A comprehensive monitoring solution has multiple layers. Monitoring will provide an accurate representation of the system. With monitoring comes alerting and forensics. Suppose the monitoring system just noticed an increased load on a server, how do we alert people? Who do we alert? Why did it break in the first place? Let’s answer these questions in detail for each piece of cloud infrastructure.

In order to build a resilient system that also meets the needs of its stakeholders, we at QPAIR recommend that we put in place processes that will result in a more robust infrastructure.
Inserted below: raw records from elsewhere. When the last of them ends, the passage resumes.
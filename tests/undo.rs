//! Undo/redo tests - content and cursor restoration through the router

mod common;

use common::{ch, ctrl, ctrl_key, cursor, key, numbered_lines, offset_row, test_model, text, type_str};
use strand::input::route;
use strand::keymap::KeyCode;

#[test]
fn test_undo_then_redo_round_trips_cursor() {
    let mut model = test_model("hello\nworld", 1, 2);
    route(&mut model, &ch('x'));
    assert_eq!(text(&model), "hello\nwoxrld");
    let edited = cursor(&model);
    assert_eq!(edited, (1, 3));

    route(&mut model, &ctrl('z'));
    assert_eq!(text(&model), "hello\nworld");
    assert_eq!(cursor(&model), (1, 2));

    route(&mut model, &ctrl('y'));
    assert_eq!(text(&model), "hello\nwoxrld");
    assert_eq!(cursor(&model), edited);
}

#[test]
fn test_redo_then_undo_round_trips_cursor() {
    let mut model = test_model("abc", 0, 3);
    type_str(&mut model, "de");
    route(&mut model, &ctrl('z'));
    let before_redo = cursor(&model);
    assert_eq!(before_redo, (0, 4));

    route(&mut model, &ctrl('y'));
    assert_eq!(cursor(&model), (0, 5));
    route(&mut model, &ctrl('z'));
    assert_eq!(cursor(&model), before_redo);
    assert_eq!(text(&model), "abcd");
}

#[test]
fn test_undo_newline_and_line_join() {
    let mut model = test_model("ab\ncd", 1, 0);
    route(&mut model, &key(KeyCode::Backspace));
    assert_eq!(text(&model), "abcd");
    assert_eq!(cursor(&model), (0, 2));

    route(&mut model, &ctrl('z'));
    assert_eq!(text(&model), "ab\ncd");
    assert_eq!(cursor(&model), (1, 0));

    route(&mut model, &key(KeyCode::Enter));
    assert_eq!(text(&model), "ab\n\ncd");
    route(&mut model, &ctrl('z'));
    assert_eq!(cursor(&model), (1, 0));
}

#[test]
fn test_undo_scrolls_only_when_change_is_off_screen() {
    let mut model = test_model(&numbered_lines(100), 5, 0);
    type_str(&mut model, "x");

    // Still on screen: the viewport stays put
    for _ in 0..5 {
        route(&mut model, &key(KeyCode::Down));
    }
    assert_eq!(offset_row(&model), 0);
    route(&mut model, &ctrl('z'));
    assert_eq!(cursor(&model), (5, 0));
    assert_eq!(offset_row(&model), 0);

    // Off screen: the viewport follows the restored cursor
    route(&mut model, &ctrl('y'));
    route(&mut model, &ctrl_key(KeyCode::End));
    assert!(offset_row(&model) > 5);
    route(&mut model, &ctrl('z'));
    assert_eq!(cursor(&model), (5, 0));
    let offset = offset_row(&model);
    assert!(offset <= 5 && 5 < offset + model.current().unwrap().editor.viewport.height);
}

#[test]
fn test_exhausted_history_reports() {
    let mut model = test_model("abc", 0, 1);
    route(&mut model, &ctrl('z'));
    assert_eq!(model.ui.status_message, "Nothing to undo");
    route(&mut model, &ctrl('y'));
    assert_eq!(model.ui.status_message, "Nothing to redo");
    assert_eq!(cursor(&model), (0, 1));
}

#[test]
fn test_new_edit_clears_redo() {
    let mut model = test_model("abc", 0, 3);
    type_str(&mut model, "d");
    route(&mut model, &ctrl('z'));
    type_str(&mut model, "e");
    route(&mut model, &ctrl('y'));
    assert_eq!(model.ui.status_message, "Nothing to redo");
    assert_eq!(text(&model), "abce");
}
  1. Gather an accurate representation of the state of the company’s servers and its application components.
  2. Monitor state, accessibility, and dependencies of each system.
  3. Predict the future state of systems (using data to make qualitative decisions to plan for scalability).
  4. Notify responsible parties when systems begin to show signs of overload, dependencies break, or fail altogether.
  5.  Improve processes for reviewing, testing, and deploying new features.
  6. Provide the whole team with the same information regardless of which network they are connecting from.
  7. Establish detailed protocols the team should follow during different types of incidents.
  8. Improve the forensics of your overall application components

It is important for stakeholders to be fully aware of the level of which resources are being monitored, which have safety failover features, and which ones are in need of more resilient solutions.

 

Monitoring & Alerting Requirements

There are two kinds of alarms Warnings & Breach, with different levels of sensitivity. A Warning alarm signals that the server in question should be monitored closely and a contingency plan should be considered. A Breach alarm signals that the server in question is in a suboptimal state that could potentially lead to instability or failure and remediation actions must be taken immediately. When an alarm is triggered, there will be an alerting component as defined below: 

  1. Alerts shall be sent Immediately after an alarm is triggered.
  2. Alerts shall be sent via Short Message Service (SMS) or email.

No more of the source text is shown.